• **Exercise**
Output only the lines from the one holding "pub mod syntax;" to the end of the data below, please, copied exactly.
START Extracted data
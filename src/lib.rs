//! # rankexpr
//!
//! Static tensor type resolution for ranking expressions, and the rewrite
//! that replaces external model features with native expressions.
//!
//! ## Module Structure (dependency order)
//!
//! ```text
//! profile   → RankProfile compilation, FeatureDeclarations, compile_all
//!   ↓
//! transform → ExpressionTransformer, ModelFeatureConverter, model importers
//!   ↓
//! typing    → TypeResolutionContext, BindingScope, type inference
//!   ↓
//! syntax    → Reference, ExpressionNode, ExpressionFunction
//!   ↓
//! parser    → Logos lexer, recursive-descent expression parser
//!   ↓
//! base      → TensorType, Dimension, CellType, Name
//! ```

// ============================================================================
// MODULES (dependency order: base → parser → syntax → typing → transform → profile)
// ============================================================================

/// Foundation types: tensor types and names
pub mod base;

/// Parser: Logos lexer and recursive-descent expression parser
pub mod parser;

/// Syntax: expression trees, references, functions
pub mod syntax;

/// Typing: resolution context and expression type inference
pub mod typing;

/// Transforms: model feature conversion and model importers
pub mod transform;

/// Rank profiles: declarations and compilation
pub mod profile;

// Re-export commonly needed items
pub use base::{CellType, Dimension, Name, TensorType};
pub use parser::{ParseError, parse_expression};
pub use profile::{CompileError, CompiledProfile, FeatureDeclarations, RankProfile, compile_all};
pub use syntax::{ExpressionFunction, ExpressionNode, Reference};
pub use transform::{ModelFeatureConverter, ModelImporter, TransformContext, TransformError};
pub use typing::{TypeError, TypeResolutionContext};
END Extracted data
• **Written solution**
pub mod syntax;

/// Typing: resolution context and expression type inference
pub mod typing;

/// Transforms: model feature conversion and model importers
pub mod transform;

/// Rank profiles: declarations and compilation
pub mod profile;

// Re-export commonly needed items
pub use base::{CellType, Dimension, Name, TensorType};
pub use parser::{ParseError, parse_expression};
pub use profile::{CompileError, CompiledProfile, FeatureDeclarations, RankProfile, compile_all};
pub use syntax::{ExpressionFunction, ExpressionNode, Reference};
pub use transform::{ModelFeatureConverter, ModelImporter, TransformContext, TransformError};
pub use typing::{TypeError, TypeResolutionContext};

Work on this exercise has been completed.